On 27 August, it was discovered by prosecutors that sometime in early 2024, Yeo In-hyung invited Ahn Sung-sik, a former planning and coordination officer at the Korea Coast Guard who attended Chungam High School with Yeo, to meet up with him and two other members of the Chungam Faction to have dinner. The conversations Ahn had with Yeo and the two faction members were never disclosed to the public.

==Reception==

PD Note's coverage on the Chungam Faction

Following the 2024 martial law declaration, Democratic Representative Kim Min-seok criticized Yoon's administration and the Chungam Faction, stating that Yoon's administration "is so bad at governance that they have no way of preventing their replacement other than martial law, terrorism, and mobilizing the legal system against their opponents."

As a result of the declaration, the Chungam High School staff and students received public backlash by citizens over the faction. In return, the school ultimately announced that students were not mandated to wear their uniforms to school until graduation in an attempt to protect them from harassment. They also confirmed they had no association with both the declaration and the faction. Chungam High School Foundation Chairwoman Yoon Myung-hwa called Yoon Suk Yeol and Kim Yong-hyun "shameful graduates" in a social media post, and would state in another post; "The school’s office is flooded with complaint calls all day, and even school bus drivers report being harassed by citizens passing by. There’s even a petition to change the school’s name. The school’s reputation and the country’s honor are tarnished. What kind of mental anguish must our students be enduring?"
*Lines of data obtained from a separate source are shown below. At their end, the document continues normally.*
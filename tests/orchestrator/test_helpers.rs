//! Shared fixtures for orchestrator BDD scenarios.

use std::collections::BTreeMap;
use std::sync::{Arc, Mutex, MutexGuard};

use edgeward::model::{Domain, Flavor, Origin, ProviderRef, ProviderStatus, ServiceSpec};
use edgeward::orchestrator::{DeleteOutcome, OrchestratorError, Outcomes};
use edgeward::storage::{MemoryFlavorStore, MemoryServiceStore, ServiceStore};
use edgeward::test_support::ScriptedProvider;
use edgeward::{ProviderRegistry, ServiceOrchestrator};
use rstest::fixture;

pub const TENANT: &str = "project-1";

/// Everything a scenario observed, shared across the context clones handed
/// to each step.
#[derive(Debug, Default)]
pub struct Observed {
    pub outcomes: Option<Outcomes>,
    pub statuses_before_worker: Option<BTreeMap<String, ProviderStatus>>,
    pub delete_outcome: Option<DeleteOutcome>,
    pub error: Option<OrchestratorError>,
}

#[derive(Clone)]
pub struct OrchestratorContext {
    pub store: Arc<MemoryServiceStore>,
    pub providers: BTreeMap<String, ScriptedProvider>,
    pub orchestrator: Option<ServiceOrchestrator>,
    pub observed: Arc<Mutex<Observed>>,
}

impl OrchestratorContext {
    pub fn observed(&self) -> MutexGuard<'_, Observed> {
        self.observed
            .lock()
            .unwrap_or_else(std::sync::PoisonError::into_inner)
    }

    pub fn provider(&self, key: &str) -> &ScriptedProvider {
        self.providers
            .get(key)
            .unwrap_or_else(|| panic!("provider {key} should be registered"))
    }

    pub fn orchestrator(&self) -> &ServiceOrchestrator {
        self.orchestrator
            .as_ref()
            .unwrap_or_else(|| panic!("scenario should build the orchestrator first"))
    }

    /// Registers scripted providers and builds the orchestrator around them.
    pub fn with_providers(mut self, keys: &[&str]) -> Self {
        let mut registry = ProviderRegistry::new();
        for key in keys {
            let provider = ScriptedProvider::new(&capitalise(key));
            registry = registry.with_provider(key, provider.shared());
            self.providers.insert((*key).to_owned(), provider);
        }
        let services: Arc<dyn ServiceStore> = self.store.clone();
        self.orchestrator = Some(ServiceOrchestrator::new(
            services,
            Arc::new(flavors()),
            registry,
        ));
        self
    }

    pub fn statuses(&self, service: &str) -> BTreeMap<String, ProviderStatus> {
        self.store
            .get_provider_details(TENANT, service)
            .unwrap_or_else(|err| panic!("details for {service}: {err}"))
            .into_iter()
            .map(|(provider, detail)| (provider, detail.status()))
            .collect()
    }
}

#[fixture]
pub fn orchestrator_context() -> OrchestratorContext {
    OrchestratorContext {
        store: Arc::new(MemoryServiceStore::new()),
        providers: BTreeMap::new(),
        orchestrator: None,
        observed: Arc::new(Mutex::new(Observed::default())),
    }
}

pub fn spec(name: &str, flavor_id: &str) -> ServiceSpec {
    ServiceSpec {
        name: name.to_owned(),
        domains: vec![Domain::http("www.example.com")],
        origins: vec![Origin::new("origin.example.com")],
        caching: Vec::new(),
        flavor_id: flavor_id.to_owned(),
    }
}

pub fn runtime() -> tokio::runtime::Runtime {
    tokio::runtime::Builder::new_current_thread()
        .enable_all()
        .build()
        .unwrap_or_else(|err| panic!("test runtime should build: {err}"))
}

fn flavors() -> MemoryFlavorStore {
    MemoryFlavorStore::new([
        flavor("standard", &["akamai", "fastly"]),
        flavor("mixed", &["akamai", "fastly", "maxcdn"]),
    ])
}

fn flavor(id: &str, providers: &[&str]) -> Flavor {
    Flavor {
        id: id.to_owned(),
        providers: providers
            .iter()
            .map(|provider| ProviderRef {
                provider_id: (*provider).to_owned(),
                label: capitalise(provider),
            })
            .collect(),
    }
}

fn capitalise(key: &str) -> String {
    let mut chars = key.chars();
    chars.next().map_or_else(String::new, |first| {
        first.to_uppercase().chain(chars).collect()
    })
}
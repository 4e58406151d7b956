//! BDD step definitions for the durable request queue.

use edgeward::model::ModSanRequest;
use rstest_bdd_macros::{given, then, when};

use super::test_helpers::{QueueContext, decode, domains};

#[derive(Debug, thiserror::Error)]
pub enum StepError {
    #[error("assertion failed: {0}")]
    Assertion(String),
}

fn split_names(names: &str) -> Vec<String> {
    names.split(',').map(|name| name.trim().to_owned()).collect()
}

#[given("an empty request queue")]
fn empty_queue(queue_context: QueueContext) -> QueueContext {
    let queue = queue_context.open();
    assert!(
        queue
            .is_empty()
            .unwrap_or_else(|err| panic!("queue length: {err}")),
        "fresh queue should be empty"
    );
    queue_context
}

#[given("a SAN request for \"{domain}\" is enqueued")]
fn request_enqueued(queue_context: QueueContext, domain: String) -> QueueContext {
    let payload = ModSanRequest::san(domain.trim(), "premium")
        .to_payload()
        .unwrap_or_else(|err| panic!("encode request: {err}"));
    queue_context
        .queue()
        .enqueue(&payload)
        .unwrap_or_else(|err| panic!("enqueue: {err}"));
    queue_context
}

#[when("the queue is reopened")]
fn queue_reopened(queue_context: QueueContext) -> QueueContext {
    queue_context.open();
    queue_context
}

#[when("I traverse the queue")]
fn traverse_queue(queue_context: QueueContext) -> QueueContext {
    let entries = queue_context
        .queue()
        .traverse()
        .unwrap_or_else(|err| panic!("traverse: {err}"));
    queue_context.observed().traversal = entries.iter().map(|entry| decode(entry)).collect();
    queue_context
}

#[when("I dequeue without blocking twice")]
fn dequeue_twice(queue_context: QueueContext) -> QueueContext {
    let queue = queue_context.queue();
    let runtime = tokio::runtime::Builder::new_current_thread()
        .enable_all()
        .build()
        .unwrap_or_else(|err| panic!("test runtime should build: {err}"));
    let dequeued = runtime.block_on(async {
        let mut dequeued = Vec::new();
        for _ in 0..2 {
            let entry = queue
                .dequeue(false)
                .await
                .unwrap_or_else(|err| panic!("dequeue: {err}"));
            dequeued.push(entry.as_deref().map(decode));
        }
        dequeued
    });
    queue_context.observed().dequeued = dequeued;
    queue_context
}

#[then("the first dequeue returns the request for \"{domain}\"")]
fn first_dequeue_returns(queue_context: &QueueContext, domain: String) -> Result<(), StepError> {
    match queue_context.observed().dequeued.first() {
        Some(Some(request)) if request.domain_name == domain.trim() => Ok(()),
        other => Err(StepError::Assertion(format!("first dequeue: {other:?}"))),
    }
}

#[then("the second dequeue signals an empty queue")]
fn second_dequeue_is_empty(queue_context: &QueueContext) -> Result<(), StepError> {
    match queue_context.observed().dequeued.get(1) {
        Some(None) => Ok(()),
        other => Err(StepError::Assertion(format!("second dequeue: {other:?}"))),
    }
}

#[then("the traversal lists \"{names}\"")]
fn traversal_lists(queue_context: &QueueContext, names: String) -> Result<(), StepError> {
    let listed = domains(&queue_context.observed().traversal);
    if listed == split_names(&names) {
        Ok(())
    } else {
        Err(StepError::Assertion(format!("traversal: {listed:?}")))
    }
}

#[then("the dequeues return \"{names}\"")]
fn dequeues_return(queue_context: &QueueContext, names: String) -> Result<(), StepError> {
    let dequeued: Vec<ModSanRequest> = queue_context
        .observed()
        .dequeued
        .iter()
        .flatten()
        .cloned()
        .collect();
    let returned = domains(&dequeued);
    if returned == split_names(&names) {
        Ok(())
    } else {
        Err(StepError::Assertion(format!("dequeued: {returned:?}")))
    }
}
The Korea Times columnist Min Seong-jae, a fellow graduate of Chungam High School, commented on the faction stating; "If you are the president or a public official, it is dangerous to surround yourself with loyalists. You only hear what you want to hear. There is no system of checks and balances. And eventually, group interest takes over public interest. This is anti-democratic. Democracy thrives on differences. Instead, Yoon’s dangerous idea seems to have been only reinforced by his inner circle, eventually undermining the well-being of society as a whole." Min later stated; "When a government is filled with people who think alike, dissenting voices are silenced. The result is a system that prioritizes self-preservation over public service."